By Stanley Green
Thursday, March 2, 2017

The Bible is an account of God’s project in history. Embedded in the text are human sagas filled with despair, courage, desperation, fear, failure and frailty. In and through it all, the divine intent is to uncover the true nature of God and to give us a glimpse of the purposes of God. The overarching message revealed in these accounts is this: At the heart of God is love, kindness and compassion. God’s design is for healing and fullness of life to be the experience of all humanity and the entire creation. Accordingly, woven through the text are invitations to align with God’s purposes of extending compassion, protection and care to those who are vulnerable and desperate. The widow and the alien, the oppressed and the stranger, the orphan and the refugee are mentioned again and again as those who, in their need, confront God-followers with the occasion to demonstrate the authenticity of their faith. And, just in case we misperceive God’s intent, Jesus reminds us, at the very beginning of his public ministry, that the central charter for his mission focuses on the plight of the suffering and struggling (the blind, the lame, the brokenhearted, the captives). Furthermore, Jesus makes it unmistakably clear that God is particularly concerned that the gospel is received as good news by the poor and the marginalized: “The Spirit of the Lord is upon me for he has anointed me to announce good news to the poor, to bind up the brokenhearted, to set at liberty the oppressed, to give recovery of sight to the blind, and to announce the year of Jubilee” (Luke 4:18-21).

Refugees are those who dare to migrate across borders. [They move from outside the margins into restricted space – space that is claimed as the preserve of those who are deemed to belong.] Refugees cross the boundaries that delineate who is an insider and who is “other.” Since tribalism is the default expression by which we define social identity, too often negative depictions are constructed, and fear is employed in order to distinguish who belongs from those who don’t. This, however, is an unredeemed impulse. The prophetic tradition in the Older Testament and the evangelical strains of the New Testament bear resounding witness to the divine intent for compassion and care to characterize our response to the alien and stranger. 

When I said “yes” to God’s call to ministry, I became a migrant. I was an outsider, whether in a separate language group and economic status (my ministry among poor, Afrikaans-speaking farm-laborers), or another country (Jamaica, where we were missionaries), or within a different culture (North American Mennonites). Each time I moved from what had become to a new setting, I faced the reality of being an outsider. On each occasion I longed for welcome and embrace, understanding that rejection and even exclusion was a distinct possibility. It is not surprising, thus, that I was drawn to the story of Ruth, her mother-in-law, Naomi, and her husband, Boaz. Ruth, a Moabite woman facing dire straits and great desperation as a widow, decides to accompany her destitute mother-in-law on her return to Israel. As Ruth crosses the border into a foreign land, she carries in her heart the question of every migrant: “What will my fate be? Will I face rejection by the ‘insiders?’” 

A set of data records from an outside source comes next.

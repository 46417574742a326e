mod memory_store;
mod redis_store;

pub use memory_store::MemorySessionStore;
pub use redis_store::{create_redis_session_store, RedisSessionStore};
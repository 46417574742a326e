use super::models::{AuthenticatedSession, PendingCeremony, SessionToken};
use anyhow::Result;
use std::sync::Arc;
use std::time::Duration;

/// Token-scoped state kept on behalf of a client between requests.
///
/// Holds at most one pending ceremony and at most one authenticated session
/// per token.
#[async_trait::async_trait]
pub trait SessionStore: Send + Sync {
    // ---
    /// Store a pending ceremony, replacing any previous one for the token.
    async fn put_pending(&self, token: &SessionToken, pending: &PendingCeremony) -> Result<()>;

    /// Remove and return the pending ceremony in one step.
    ///
    /// Of two concurrent calls for the same token at most one gets `Some`.
    async fn take_pending(&self, token: &SessionToken) -> Result<Option<PendingCeremony>>;

    /// Drop the pending ceremony without reading it.
    async fn remove_pending(&self, token: &SessionToken) -> Result<()>;

    /// Bind session state to the token. `ttl` bounds how long the backend keeps it.
    async fn put_session(
        &self,
        token: &SessionToken,
        session: &AuthenticatedSession,
        ttl: Duration,
    ) -> Result<()>;

    async fn get_session(&self, token: &SessionToken) -> Result<Option<AuthenticatedSession>>;

    /// Remove session state. Returns whether anything was bound.
    async fn remove_session(&self, token: &SessionToken) -> Result<bool>;

    /// Check the backend is reachable.
    async fn ping(&self) -> Result<()> {
        Ok(())
    }
}

/// Type alias for any backend that implements SessionStore.
pub type SessionStorePtr = Arc<dyn SessionStore>;
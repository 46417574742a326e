//! Session inspection and logout.

use super::shared_types::{bearer_token, ApiError};
use crate::app_state::AppState;
use crate::domain::SessionIdentity;
use axum::{extract::State, http::HeaderMap, Extension, Json};
use serde::Serialize;
use uuid::Uuid;

#[derive(Debug, Serialize)]
pub struct MeResponse {
    // ---
    pub user_id: Uuid,
    pub username: String,
}

#[derive(Debug, Serialize)]
pub struct LogoutResponse {
    // ---
    pub success: bool,
    /// Whether an authenticated session was bound to the token.
    pub terminated: bool,
}

/// GET /auth/me, behind `require_session`.
pub async fn me(Extension(identity): Extension<SessionIdentity>) -> Json<MeResponse> {
    Json(MeResponse {
        user_id: identity.user_id,
        username: identity.username,
    })
}

/// POST /auth/logout
///
/// Idempotent: logging out without a session still succeeds.
pub async fn logout(
    State(state): State<AppState>,
    headers: HeaderMap,
) -> Result<Json<LogoutResponse>, ApiError> {
    // ---
    let terminated = match bearer_token(&headers)? {
        Some(token) => state.service().terminate(&token).await?,
        None => false,
    };

    Ok(Json(LogoutResponse {
        success: true,
        terminated,
    }))
}
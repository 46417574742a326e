//! Ceremony error taxonomy.
//!
//! Every failure the engine can produce is a variant of [`CeremonyError`].
//! Each variant belongs to exactly one [`ErrorCategory`], which is what
//! outward surfaces should branch on.

use super::models::CeremonyKind;
use crate::codec::CodecError;
use thiserror::Error;

/// Coarse classification used by callers to decide how to react.
#[derive(Debug, Clone, Copy, PartialEq, Eq, Hash)]
pub enum ErrorCategory {
    /// Bad request data. Report, do not retry.
    ClientInput,
    /// Uniqueness or concurrent-write conflict. Caller may retry with new input or a new ceremony.
    Conflict,
    /// Missing, expired or mismatched ceremony. Caller must restart the ceremony.
    CeremonyState,
    /// The response failed verification. Always rendered as one generic failure.
    Verification,
    /// The signature counter did not advance. Credential needs manual review.
    SecurityInvariant,
    /// Backend failure.
    Persistence,
}

impl ErrorCategory {
    pub fn as_str(self) -> &'static str {
        match self {
            ErrorCategory::ClientInput => "client_input",
            ErrorCategory::Conflict => "conflict",
            ErrorCategory::CeremonyState => "ceremony_state",
            ErrorCategory::Verification => "verification",
            ErrorCategory::SecurityInvariant => "security_invariant",
            ErrorCategory::Persistence => "persistence",
        }
    }
}

#[derive(Debug, Error)]
pub enum CeremonyError {
    #[error("username is required")]
    MissingUsername,

    #[error(transparent)]
    MalformedEncoding(#[from] CodecError),

    #[error("unknown user")]
    UnknownUser,

    #[error("user has no enrolled credentials")]
    NoCredentialsEnrolled,

    #[error("username is already registered")]
    UsernameTaken,

    #[error("conflicting write: {0}")]
    PersistenceConflict(String),

    #[error("no pending ceremony for this session")]
    NoPendingCeremony,

    #[error("ceremony expired")]
    CeremonyExpired,

    #[error("expected a {expected} ceremony, found {found}")]
    CeremonyKindMismatch {
        expected: CeremonyKind,
        found: CeremonyKind,
    },

    #[error("challenge does not match the pending ceremony")]
    ChallengeMismatch,

    #[error("origin does not match this relying party")]
    OriginMismatch,

    #[error("relying party id does not match")]
    RpIdMismatch,

    #[error("attestation could not be verified")]
    AttestationInvalid,

    #[error("credential is not eligible for this ceremony")]
    UnknownCredential,

    #[error("assertion signature could not be verified")]
    SignatureInvalid,

    #[error("signature counter did not advance (stored {stored}, asserted {asserted})")]
    PossibleCloneDetected { stored: u32, asserted: u32 },

    #[error("persistence failure: {0}")]
    Persistence(#[source] anyhow::Error),
}

impl CeremonyError {
    pub fn category(&self) -> ErrorCategory {
        // ---
        use CeremonyError::*;
        match self {
            MissingUsername | MalformedEncoding(_) | UnknownUser | NoCredentialsEnrolled => {
                ErrorCategory::ClientInput
            }
            UsernameTaken | PersistenceConflict(_) => ErrorCategory::Conflict,
            NoPendingCeremony | CeremonyExpired | CeremonyKindMismatch { .. } => {
                ErrorCategory::CeremonyState
            }
            ChallengeMismatch | OriginMismatch | RpIdMismatch | AttestationInvalid
            | UnknownCredential | SignatureInvalid => ErrorCategory::Verification,
            PossibleCloneDetected { .. } => ErrorCategory::SecurityInvariant,
            Persistence(_) => ErrorCategory::Persistence,
        }
    }

    /// Message safe to hand to an untrusted client.
    ///
    /// Verification failures collapse into one message so a caller cannot
    /// learn which sub-check rejected the response. Counter values stay in
    /// logs.
    pub fn public_message(&self) -> String {
        match self.category() {
            ErrorCategory::Verification => "verification failed".to_string(),
            ErrorCategory::SecurityInvariant => "authenticator rejected".to_string(),
            ErrorCategory::Persistence => "internal error".to_string(),
            _ => self.to_string(),
        }
    }
}

impl From<anyhow::Error> for CeremonyError {
    fn from(err: anyhow::Error) -> Self {
        CeremonyError::Persistence(err)
    }
}

pub type CeremonyResult<T> = std::result::Result<T, CeremonyError>;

The hope I find in this story is located in Naomi’s remembering what it felt like, many decades before, to be herself a stranger and alien. Inspired and instructed by that memory, Naomi embraces as her role the obligation to “look out” for the safety and well-being of this alien woman. Fulfilling her duty, Naomi, the Israelite, said to Ruth, “My daughter, I need to seek some security for you so that all may be well with you” (Ruth 3:1). Naomi is determined that Ruth not only feel welcomed, but that her well-being is ensured. That commitment makes Naomi willing to take some risks related to a wealthy landowner of her tribe. Through Naomi’s diligence and care, Ruth receives not only hospitality, but also an inclusion that inserts this foreigner into the genealogy of Jesus (Matthew 1:5). She is not only rendered an insider, but is given the highest honor of being incorporated into God’s divine plan in the lineage of Jesus.

A touching story, indeed. But it is more. Much more! I choose to believe that this story is also an instruction about how we are to relate to aliens and “outsiders.” Welcome, hospitality, compassion and care are hallmarks of the response of God’s people to those who have become refugees. This is the case whether persons have become refugees as a result of war, violence, suffering or struggle that propel them into the unfamiliar in search of a better land and life.

Many of us, like Naomi, were, in a not-too-distant history, ourselves migrants and aliens. We would do well to be instructed by our need for inclusion and hospitality [when that was our situation] so that we, too, can extend a welcome to those who are [strangers and] foreigners and neighbors today. 

I am thrilled that Mennonite Mission Network is engaged in ministry with refugees in so many places in the world. Also, through our trauma healing work in West Africa, we assist those who are marginalized and vulnerable to experience the welcome and hospitality that God intends for all people. May we, in the spirit of Naomi, respond to the refugee, alien and stranger with the godly sentiment she demonstrated in her words: “… I need to seek some security for you so that all may be well with you.”

​​Stanley W. Green is executive director for Mennonite Mission Network.